Stored data:
-*-*-

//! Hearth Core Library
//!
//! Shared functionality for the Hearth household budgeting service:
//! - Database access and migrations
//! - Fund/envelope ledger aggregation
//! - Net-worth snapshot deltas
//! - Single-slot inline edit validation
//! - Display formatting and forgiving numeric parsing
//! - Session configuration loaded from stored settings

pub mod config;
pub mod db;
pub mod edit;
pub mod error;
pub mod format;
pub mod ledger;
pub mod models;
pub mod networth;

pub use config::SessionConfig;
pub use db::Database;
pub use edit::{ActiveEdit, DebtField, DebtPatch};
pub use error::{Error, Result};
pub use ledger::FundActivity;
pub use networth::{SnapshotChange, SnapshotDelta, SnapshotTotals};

-*-*-

_WORK TASK_.
Whenever the string "Hearth" shows up in a line of the entries, copy that line.

_SOLUTION FOR THIS PROBLEM_.
//! Hearth Core Library
//! Shared functionality for the Hearth household budgeting service:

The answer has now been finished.